This as the city land use plan (CLUP) for Year 2000 of Cagayan de Oro stated that land devoted to crop cultivation is only 22 percent or 4,529 hectares of the city’s total land area.
Cagayan de Oro only has 20,646 hectares of agricultural land left, the CLUP 2000 said.
Carl Cesar Rebuta, team leader of the Cagayan de Oro City office of the Legal Rights and Natural Resources Center-Kasama sa Kalikasan/Friends of the Earth (LRC-KsK/FoE), said that biofuel production is a competitor to any country’s food security.
“As experienced by biofuel-producing countries, biofuel production is not only detrimental to the environment but more importantly also threaten food security and rural livelihood,” he said.
Rebuta underscores the statement of an Alsons official that their bioethanol plant proposed for construction in barangays Bayanga and Mambuaya will need at least 10,000 hectares of cassava plantation to support its daily requirement.
Tirso Santillan, Alsons executive vice president, said this large tract of cassava land is needed to produce 100,000 liters of 99.5 percent pure ethanol every day, the daily rated output of the proposed plant.

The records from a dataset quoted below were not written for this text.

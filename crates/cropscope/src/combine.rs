//! Regional combiner: merge independently estimated subregion series into a
//! single regional time series per footprint type.

use indexmap::IndexMap;

use crate::error::{CropscopeError, Result};
use crate::estimate::{AdjustedEstimate, CI_95_FACTOR};
use crate::types::{Footprint, Region};

/// Combine per-region adjusted series into one regional series.
///
/// Year sets must match 1:1 across regions; a year missing from any region is
/// a fatal [`CropscopeError::Alignment`] naming the region and the year(s),
/// never silently dropped or zero-filled.
///
/// Areas and adjustments sum per year. Standard errors combine as
/// `sqrt(sum se^2)`, which assumes the regions' sampling errors are
/// independent (they are validated with disjoint, independently drawn
/// samples); any cross-region covariance is not modeled. Low-confidence
/// flags and missing-stratum lists carry through by union.
pub fn combine_regions(
    series_by_region: &IndexMap<Region, Vec<AdjustedEstimate>>,
    footprint: Footprint,
) -> Result<Vec<AdjustedEstimate>> {
    // Union of years across all regions, ascending.
    let mut all_years: Vec<i32> = series_by_region
        .values()
        .flat_map(|series| series.iter().map(|e| e.year))
        .collect();
    all_years.sort_unstable();
    all_years.dedup();

    for (region, series) in series_by_region {
        let missing_years: Vec<i32> = all_years
            .iter()
            .copied()
            .filter(|year| !series.iter().any(|e| e.year == *year))
            .collect();
        if !missing_years.is_empty() {
            return Err(CropscopeError::Alignment {
                footprint,
                region: region.key().to_string(),
                missing_years,
            });
        }
    }

    let mut combined = Vec::with_capacity(all_years.len());
    for year in all_years {
        let mut observed = 0.0;
        let mut adjusted = 0.0;
        let mut adjustment = 0.0;
        let mut variance = 0.0;
        let mut low_confidence = false;
        let mut missing_strata = Vec::new();

        for series in series_by_region.values() {
            // Alignment was checked above; every year is present.
            let estimate = series
                .iter()
                .find(|e| e.year == year)
                .expect("year present in every region after alignment check");

            observed += estimate.observed;
            adjusted += estimate.adjusted;
            adjustment += estimate.adjustment;
            variance += estimate.standard_error * estimate.standard_error;
            low_confidence |= estimate.low_confidence;
            for &stratum in &estimate.missing_strata {
                if !missing_strata.contains(&stratum) {
                    missing_strata.push(stratum);
                }
            }
        }

        let standard_error = variance.sqrt();
        combined.push(AdjustedEstimate {
            year,
            observed,
            adjusted,
            adjustment,
            standard_error,
            ci_95: CI_95_FACTOR * standard_error,
            low_confidence,
            missing_strata,
        });
    }

    Ok(combined)
}
//! Core domain enums: regions, footprint types, strata, and class labels.
//!
//! The study area is split into two independently validated subregions and
//! the classifier output is tracked under two footprint definitions, so all
//! four enums here are closed sets with stable string/code forms used in CSV
//! inputs and JSON result keys.

use std::fmt;
use std::str::FromStr;

use serde::{Deserialize, Serialize};

/// A validated subregion of the study area.
#[derive(Debug, Clone, Copy, PartialEq, Eq, Hash, Serialize, Deserialize)]
#[serde(rename_all = "snake_case")]
pub enum Region {
    /// Great Plains subregion (US/Canada).
    GreatPlains,
    /// Southern subregion (US/Mexico).
    Southern,
}

impl Region {
    /// Stable string key used in CSV inputs and result documents.
    pub fn key(&self) -> &'static str {
        match self {
            Region::GreatPlains => "great_plains",
            Region::Southern => "southern",
        }
    }

    /// All regions, in canonical order.
    pub fn all() -> [Region; 2] {
        [Region::GreatPlains, Region::Southern]
    }
}

impl FromStr for Region {
    type Err = String;

    fn from_str(s: &str) -> std::result::Result<Self, Self::Err> {
        match s.trim().to_lowercase().as_str() {
            "great_plains" | "great plains" | "gp" => Ok(Region::GreatPlains),
            "southern" | "mexico" | "mx" => Ok(Region::Southern),
            other => Err(format!(
                "Unknown region: '{}'. Use great_plains or southern.",
                other
            )),
        }
    }
}

impl fmt::Display for Region {
    fn fmt(&self, f: &mut fmt::Formatter<'_>) -> fmt::Result {
        f.write_str(self.key())
    }
}

/// Cropland footprint definition.
#[derive(Debug, Clone, Copy, PartialEq, Eq, Hash, Serialize, Deserialize)]
#[serde(rename_all = "snake_case")]
pub enum Footprint {
    /// Cumulative area ever classified as cropland.
    Gross,
    /// Area classified as actively cropped in a given year.
    Net,
}

impl Footprint {
    /// Stable string key used in result documents.
    pub fn key(&self) -> &'static str {
        match self {
            Footprint::Gross => "gross",
            Footprint::Net => "net",
        }
    }

    /// Both footprint types, in canonical order.
    pub fn all() -> [Footprint; 2] {
        [Footprint::Gross, Footprint::Net]
    }
}

impl FromStr for Footprint {
    type Err = String;

    fn from_str(s: &str) -> std::result::Result<Self, Self::Err> {
        match s.trim().to_lowercase().as_str() {
            "gross" | "total" => Ok(Footprint::Gross),
            "net" | "active" => Ok(Footprint::Net),
            other => Err(format!("Unknown footprint: '{}'. Use gross or net.", other)),
        }
    }
}

impl fmt::Display for Footprint {
    fn fmt(&self, f: &mut fmt::Formatter<'_>) -> fmt::Result {
        f.write_str(self.key())
    }
}

/// A sampling stratum from the validation design.
///
/// Validation points are drawn per stratum with known area proportions.
/// Numeric codes 1-5 match the stratum column of the point tables.
#[derive(Debug, Clone, Copy, PartialEq, Eq, Hash, Serialize, Deserialize)]
#[serde(rename_all = "snake_case")]
pub enum Stratum {
    /// Likely stable cropland (code 1).
    StableCropland,
    /// Cropland gain (code 2).
    Gain,
    /// Cropland loss (code 3).
    Loss,
    /// Likely stable non-cropland (code 4).
    StableNonCropland,
    /// Possible classification errors (code 5).
    PossibleError,
}

impl Stratum {
    /// Numeric code as used in validation point tables.
    pub fn code(&self) -> u8 {
        match self {
            Stratum::StableCropland => 1,
            Stratum::Gain => 2,
            Stratum::Loss => 3,
            Stratum::StableNonCropland => 4,
            Stratum::PossibleError => 5,
        }
    }

    /// Parse a numeric stratum code.
    pub fn from_code(code: u8) -> Option<Stratum> {
        match code {
            1 => Some(Stratum::StableCropland),
            2 => Some(Stratum::Gain),
            3 => Some(Stratum::Loss),
            4 => Some(Stratum::StableNonCropland),
            5 => Some(Stratum::PossibleError),
            _ => None,
        }
    }

    /// All five strata, in code order.
    pub fn all() -> [Stratum; 5] {
        [
            Stratum::StableCropland,
            Stratum::Gain,
            Stratum::Loss,
            Stratum::StableNonCropland,
            Stratum::PossibleError,
        ]
    }
}

impl fmt::Display for Stratum {
    fn fmt(&self, f: &mut fmt::Formatter<'_>) -> fmt::Result {
        let name = match self {
            Stratum::StableCropland => "stable_cropland",
            Stratum::Gain => "gain",
            Stratum::Loss => "loss",
            Stratum::StableNonCropland => "stable_non_cropland",
            Stratum::PossibleError => "possible_error",
        };
        f.write_str(name)
    }
}

/// Binary land-cover label, for both reference and predicted classes.
#[derive(Debug, Clone, Copy, PartialEq, Eq, Hash, Serialize, Deserialize)]
#[serde(rename_all = "snake_case")]
pub enum Label {
    NonCropland,
    Cropland,
}

impl Label {
    /// Parse the 0/1 encoding used in point tables.
    pub fn from_code(code: u8) -> Option<Label> {
        match code {
            0 => Some(Label::NonCropland),
            1 => Some(Label::Cropland),
            _ => None,
        }
    }

    pub fn is_cropland(&self) -> bool {
        matches!(self, Label::Cropland)
    }
}

#[cfg(test)]
mod tests {
    use super::*;

    #[test]
    fn test_region_key_round_trip() {
        for region in Region::all() {
            assert_eq!(region.key().parse::<Region>().unwrap(), region);
        }
    }

    #[test]
    fn test_region_aliases() {
        assert_eq!("GREAT PLAINS".parse::<Region>().unwrap(), Region::GreatPlains);
        assert_eq!("mexico".parse::<Region>().unwrap(), Region::Southern);
        assert!("atlantis".parse::<Region>().is_err());
    }

    #[test]
    fn test_stratum_codes() {
        for stratum in Stratum::all() {
            assert_eq!(Stratum::from_code(stratum.code()), Some(stratum));
        }
        assert_eq!(Stratum::from_code(0), None);
        assert_eq!(Stratum::from_code(6), None);
    }

    #[test]
    fn test_label_codes() {
        assert_eq!(Label::from_code(0), Some(Label::NonCropland));
        assert_eq!(Label::from_code(1), Some(Label::Cropland));
        assert_eq!(Label::from_code(2), None);
        assert!(Label::Cropland.is_cropland());
        assert!(!Label::NonCropland.is_cropland());
    }

    #[test]
    fn test_footprint_parse() {
        assert_eq!("total".parse::<Footprint>().unwrap(), Footprint::Gross);
        assert_eq!("active".parse::<Footprint>().unwrap(), Footprint::Net);
    }
}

But Rebuta said the raw materials requirement of Alsons’ proposed bioethanol plant will directly undermine this city’s food security.

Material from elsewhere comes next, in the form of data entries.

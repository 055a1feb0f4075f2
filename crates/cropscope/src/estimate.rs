//! Area estimator: Olofsson-style bias adjustment with stratified standard
//! errors, applied per region, per year, per footprint type.

use indexmap::IndexMap;
use serde::{Deserialize, Serialize};

use crate::accuracy::{points_for, summarize_strata, StratumAccuracy};
use crate::config::RegionConfig;
use crate::error::{CropscopeError, Result};
use crate::input::{AreaSeries, ValidationPoint};
use crate::types::{Footprint, Stratum};

/// Multiplier for a 95% confidence interval.
pub(crate) const CI_95_FACTOR: f64 = 1.96;

/// Bias-adjusted area estimate for one region, year, and footprint type.
#[derive(Debug, Clone, PartialEq, Serialize, Deserialize)]
pub struct AdjustedEstimate {
    pub year: i32,
    /// Raw mapped area from the classifier.
    pub observed: f64,
    /// Bias-adjusted area.
    pub adjusted: f64,
    /// Net correction applied (adjusted - observed).
    pub adjustment: f64,
    /// Standard error of the adjusted area, same units as the areas.
    pub standard_error: f64,
    /// 95% confidence half-width (1.96 * standard_error).
    pub ci_95: f64,
    /// Set when any configured stratum had zero or one validation point;
    /// the estimate stands but its uncertainty is understated.
    pub low_confidence: bool,
    /// Configured strata with no validation points for this year.
    #[serde(default, skip_serializing_if = "Vec::is_empty")]
    pub missing_strata: Vec<Stratum>,
}

impl AdjustedEstimate {
    /// The all-zero estimate used when there is no mapped area to correct.
    fn zero_base(year: i32) -> Self {
        Self {
            year,
            observed: 0.0,
            adjusted: 0.0,
            adjustment: 0.0,
            standard_error: 0.0,
            ci_95: 0.0,
            low_confidence: false,
            missing_strata: Vec::new(),
        }
    }
}

/// Compute the bias-adjusted area for one year.
///
/// The adjustment follows Olofsson et al. (2014):
/// `adjusted = observed + sum_s w_s * (O_s - C_s) * A_s`, with `w_s` the
/// stratum proportion, `O_s`/`C_s` the omission/commission error rates, and
/// `A_s` the stratum overlap area.
///
/// The standard error is the stratified-sampling form in area units:
/// `total_area * sqrt(sum_s w_s^2 * s2_s / n_s)` where `s2_s` is the sample
/// variance of the cropland reference indicator. A stratum with a single
/// point has zero variance by convention and marks the estimate
/// low-confidence; a stratum with no points contributes nothing and is
/// listed in `missing_strata`. Neither case divides by zero.
pub fn adjust_year(
    year: i32,
    observed: f64,
    accuracy: &IndexMap<Stratum, StratumAccuracy>,
    config: &RegionConfig,
) -> AdjustedEstimate {
    // No correction is possible on an empty base.
    if observed == 0.0 {
        return AdjustedEstimate::zero_base(year);
    }

    let mut adjustment = 0.0;
    let mut variance = 0.0;
    let mut low_confidence = false;
    let mut missing_strata = Vec::new();

    for (&stratum, &proportion) in &config.strata_proportions {
        let area = config.overlap_areas[&stratum];

        let Some(acc) = accuracy.get(&stratum) else {
            missing_strata.push(stratum);
            low_confidence = true;
            continue;
        };

        adjustment +=
            proportion * (acc.omission_error_rate - acc.commission_error_rate) * area;

        let n = acc.n_points as f64;
        if acc.n_points > 1 {
            let p = acc.cropland_fraction;
            let sample_variance = n * p * (1.0 - p) / (n - 1.0);
            variance += proportion * proportion * sample_variance / n;
        } else {
            // n == 1: within-stratum variance defined as zero.
            low_confidence = true;
        }
    }

    let standard_error = config.total_area() * variance.sqrt();

    AdjustedEstimate {
        year,
        observed,
        adjusted: observed + adjustment,
        adjustment,
        standard_error,
        ci_95: CI_95_FACTOR * standard_error,
        low_confidence,
        missing_strata,
    }
}

/// Compute the adjusted series for one region and footprint type across the
/// configured years.
///
/// Every configured year must be present in the observed-area table;
/// otherwise the run fails with an [`CropscopeError::Alignment`] naming the
/// missing years.
pub fn adjust_series(
    config: &RegionConfig,
    points: &[ValidationPoint],
    areas: &AreaSeries,
    years: &[i32],
    footprint: Footprint,
) -> Result<Vec<AdjustedEstimate>> {
    let missing_years: Vec<i32> = years
        .iter()
        .copied()
        .filter(|&year| areas.observed(config.region, year).is_none())
        .collect();
    if !missing_years.is_empty() {
        return Err(CropscopeError::Alignment {
            footprint,
            region: config.region.key().to_string(),
            missing_years,
        });
    }

    let mut estimates = Vec::with_capacity(years.len());
    for &year in years {
        let observed = areas
            .observed(config.region, year)
            .unwrap_or_default();
        let year_points = points_for(points, config.region, year);
        let accuracy = summarize_strata(&year_points);
        estimates.push(adjust_year(year, observed, &accuracy, config));
    }

    Ok(estimates)
}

“Converting 10,000 hectares of rich productive land into cassava plantations will mean competition to the food security, not only of the city, but of the region,” Rebuta said.
“Later on, previous locally available farm produce will become expensive,” he added as he explained that because cassava will have a ready market in Alsons, farmers will be forced to abandon cultivating for food and concentrate on planting cassava.
According to the CLUP 2000, only 22 percent or 4,529 hectares of the city’s total land area are planted with crops.
“The city’s current agricultural area cover is placed at 20,646 hectares, down by 35 percent from the previous years’ (prior to 1996) area cover of 31,849 hectares.
These constitute 42 percent of the city’s total land area and with only about 22 percent of these or 4,529 hectares are planted with crops,” the CLUP 2000 read.
The CLUP 2000 also noted that Cagayan de Oro is “traditionally deficit in its food production.”
“With lands of agricultural value being converted into urban use, the city’s production areas to sustain agricultural productivity will have to abide mainly with the rural, hinterland barangays,” it added.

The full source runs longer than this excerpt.